I nodded, and he took my hand as though I were a little child, and together we went down the stairs. I didn’t want to see Mom then, dead. I did not want to see her. Yet a part of me wanted to see her very much.
I went into the morning room with Daddy. The Arnolds were there, and Mom too. She was lying on the sofa covered up with a blanket up to her chin, just as if she were sleeping. She looked just the way she always does when she sleeps, too, quiet, but awfully still. Out of the corner of my eyes, I could see the Arnolds leave the room. There were so many tears—something in my throat too—so I felt like choking or throwing up. I whispered to her, “Mommy.” I kneeled down beside the sofa, wanting to throw myself into her lap, into her arms, the way I had the night before. But instead, I just put a hand on her hair, and it was soft, and I realized I hadn’t touched her hair in so long. Then I whispered something to her, something stupid. I whispered, “Good-bye.”
I stood up then and turned to Daddy. “What did she want before when she looked at me like that? I don’t know!”
“To live.” Daddy was crying. “To see you grow up.”
“But I couldn’t give it to her, and she died!”
“It's not your fault. None of us could make her better. But she did want you to know something.”
“What?” We were both crying so hard that I could barely see him, and I don’t think he could see me, either. But he held something out to me.
It was a small package, wrapped in shiny silver Christmas paper and tied with red ribbon and a bow.
“What is it?”
“It's from Mom. She's been writing it for you. It's a letter. Maybe you’d even call it a book. Things she wanted you to know. She started it a long time ago. She wrote the last thing in it this morning.”
I took it and tore it open. What did she say? What did she want? It was a book, one of those blank books you can buy, and she had written in it, filled it, almost, with her writing. I looked at the first page, but then flipped through quickly to the last—to the last thing she had wanted me to know.

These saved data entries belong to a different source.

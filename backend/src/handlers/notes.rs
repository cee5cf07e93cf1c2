use axum::{
    extract::{Query, State},
    http::StatusCode,
    response::Json,
    routing::{get, post},
    Router,
};
use chrono::{NaiveDate, Utc};
use rust_decimal::Decimal;
use serde::Deserialize;
use std::sync::Arc;

use tally_shared::{CreditNote, DebitNote};

use crate::error::{ApiError, ApiResult};
use crate::pagination::CompanyListParams;
use crate::services::adjustments::{
    self, AdjustmentCreated, CreditNoteCreated, DebitNoteCreated, NewAdjustment, NewNote, NoteItemInput,
};
use crate::services::AdjustmentService;
use crate::validation::{id, money, Validator};
use crate::AppState;

#[derive(Debug, Deserialize)]
pub struct CreditNoteCreate {
    #[serde(alias = "companyId")]
    pub company_id: Option<i32>,
    #[serde(alias = "customerId")]
    pub customer_id: Option<i32>,
    #[serde(alias = "invoiceId")]
    pub invoice_id: Option<i32>,
    pub amount: Option<Decimal>,
    pub reason: Option<String>,
    #[serde(alias = "creditNoteDate")]
    pub credit_note_date: Option<NaiveDate>,
    #[serde(default)]
    pub products: Vec<NoteItemInput>,
}

#[derive(Debug, Deserialize)]
pub struct DebitNoteCreate {
    #[serde(alias = "companyId")]
    pub company_id: Option<i32>,
    #[serde(alias = "vendorId")]
    pub vendor_id: Option<i32>,
    #[serde(alias = "billId")]
    pub bill_id: Option<i32>,
    pub amount: Option<Decimal>,
    pub reason: Option<String>,
    #[serde(alias = "debitNoteDate")]
    pub debit_note_date: Option<NaiveDate>,
    #[serde(default)]
    pub products: Vec<NoteItemInput>,
}

#[derive(Debug, Deserialize)]
pub struct AdjustmentCreate {
    #[serde(alias = "sourceCompanyId")]
    pub source_company_id: Option<i32>,
    #[serde(alias = "targetCompanyId")]
    pub target_company_id: Option<i32>,
    pub amount: Option<Decimal>,
    pub reason: Option<String>,
    #[serde(alias = "adjustmentDate")]
    pub adjustment_date: Option<NaiveDate>,
    #[serde(default)]
    pub products: Vec<NoteItemInput>,
}

pub fn note_routes() -> Router<Arc<AppState>> {
    Router::new()
        .route("/credit-notes", get(list_credit_notes).post(create_credit_note))
        .route("/debit-notes", get(list_debit_notes).post(create_debit_note))
        .route("/intercompany-adjustment", post(create_adjustment))
}

fn check_items(validator: Validator, items: &[NoteItemInput]) -> Validator {
    adjustments::item_errors(items)
        .into_iter()
        .fold(validator, |v, (field, message)| v.error(&field, &message))
}

async fn create_credit_note(
    State(state): State<Arc<AppState>>,
    Json(payload): Json<CreditNoteCreate>,
) -> ApiResult<(StatusCode, Json<CreditNoteCreated>)> {
    let validator = Validator::new()
        .required_id(payload.company_id, "company_id")
        .positive_amount(payload.amount, "amount");
    check_items(validator, &payload.products).finish()?;

    let company_id = id::required(payload.company_id, "company_id")?;
    let amount = money::positive(payload.amount, "amount")?;

    let mut tx = state.db_pool.begin().await?;
    let created = AdjustmentService::new(&state.config.accounting)
        .create_credit_note(
            &mut tx,
            NewNote {
                company_id,
                counterparty_id: payload.customer_id,
                document_id: payload.invoice_id,
                amount,
                reason: payload.reason,
                date: payload.credit_note_date.unwrap_or_else(|| Utc::now().date_naive()),
                items: payload.products,
            },
        )
        .await?;
    tx.commit().await?;

    Ok((StatusCode::CREATED, Json(created)))
}

async fn create_debit_note(
    State(state): State<Arc<AppState>>,
    Json(payload): Json<DebitNoteCreate>,
) -> ApiResult<(StatusCode, Json<DebitNoteCreated>)> {
    let validator = Validator::new()
        .required_id(payload.company_id, "company_id")
        .positive_amount(payload.amount, "amount");
    check_items(validator, &payload.products).finish()?;

    let company_id = id::required(payload.company_id, "company_id")?;
    let amount = money::positive(payload.amount, "amount")?;

    let mut tx = state.db_pool.begin().await?;
    let created = AdjustmentService::new(&state.config.accounting)
        .create_debit_note(
            &mut tx,
            NewNote {
                company_id,
                counterparty_id: payload.vendor_id,
                document_id: payload.bill_id,
                amount,
                reason: payload.reason,
                date: payload.debit_note_date.unwrap_or_else(|| Utc::now().date_naive()),
                items: payload.products,
            },
        )
        .await?;
    tx.commit().await?;

    Ok((StatusCode::CREATED, Json(created)))
}

async fn create_adjustment(
    State(state): State<Arc<AppState>>,
    Json(payload): Json<AdjustmentCreate>,
) -> ApiResult<(StatusCode, Json<AdjustmentCreated>)> {
    let validator = Validator::new()
        .required_id(payload.source_company_id, "source_company_id")
        .required_id(payload.target_company_id, "target_company_id")
        .positive_amount(payload.amount, "amount");
    check_items(validator, &payload.products).finish()?;

    let (Some(source_company_id), Some(target_company_id)) =
        (payload.source_company_id, payload.target_company_id)
    else {
        return Err(ApiError::required("source_company_id"));
    };
    let amount = money::positive(payload.amount, "amount")?;

    let mut tx = state.db_pool.begin().await?;
    let created = AdjustmentService::new(&state.config.accounting)
        .create_adjustment(
            &mut tx,
            NewAdjustment {
                source_company_id,
                target_company_id,
                amount,
                reason: payload.reason,
                date: payload.adjustment_date.unwrap_or_else(|| Utc::now().date_naive()),
                items: payload.products,
            },
        )
        .await?;
    tx.commit().await?;

    Ok((StatusCode::CREATED, Json(created)))
}

async fn list_credit_notes(
    State(state): State<Arc<AppState>>,
    Query(params): Query<CompanyListParams>,
) -> ApiResult<Json<Vec<CreditNote>>> {
    let company_id = id::required(params.company_id, "companyId")?;
    let mut conn = state.db_pool.acquire().await?;
    Ok(Json(adjustments::list_credit_notes(&mut conn, company_id).await?))
}

async fn list_debit_notes(
    State(state): State<Arc<AppState>>,
    Query(params): Query<CompanyListParams>,
) -> ApiResult<Json<Vec<DebitNote>>> {
    let company_id = id::required(params.company_id, "companyId")?;
    let mut conn = state.db_pool.acquire().await?;
    Ok(Json(adjustments::list_debit_notes(&mut conn, company_id).await?))
}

IAM LYING ON MY BED, AND IT’S ALMOST DARK NOW. I AM IN the house alone, as I have been every afternoon for the past three months when I come home from school—alone except for Flicker and for Feisty, my cat, who's curled on the bed beside me. I am reading again the book from Mom and listening to my favorite record on my stereo. The book is getting worn out from my reading it so much, and I have memorized parts of it. Some make me happy, and some make me sad. There are pages where Mom jokes with me, and those parts make me saddest. I never knew I would miss her so much. It's funny, though, it's been a whole week since I’ve taken the book out, and I used to read it every day.
I’m doing something else now, and Mom would be surprised if she knew. I am keeping a notebook of my own. It's a thick spiral notebook that I bought with some of my Christmas money. In it, I write everything I do each day, and everything I think, sort of keeping track of things. When I learn something new, I write it down—like I’ve learned to do the laundry, and I’m not a bad cook at all. I’m even reading some of the books Mom bought for me, some of those grown-up authors she wanted me to know. But the most important parts are the feelings. I’m doing that because of what Mom wrote to me those last two days she wrote in this book, the day of the gymnastics show, and Christmas Eve day.
I always used to turn to that part of the book first, so that now I have it memorized and hardly even have to look at it. On the day of the gymnastics show, she wrote this, and I can almost hear her saying it in that breathless way she had. “Sarah, today is the saddest day of your young life. The hardest and most important thing that anyone must do is to let go. When I am gone, you must let go of me. Not stop loving me. Not stop remembering me. But keep what I’ve given you. Keep what's important to you, and let go of the rest. And go on. You have Daddy to love and care for. And Grandma and Grandpa. And Robin, and even her mom. And the Arnolds. And so much. But most of all, you have yourself. Maybe, because of what is happening to you, you will always be lonely in some small corner of your heart and soul. Don’t run from that. It will make you tender. And strong. Sarah, I love you so much, and that love will always be in your heart. So, I’m not completely gone, am I?”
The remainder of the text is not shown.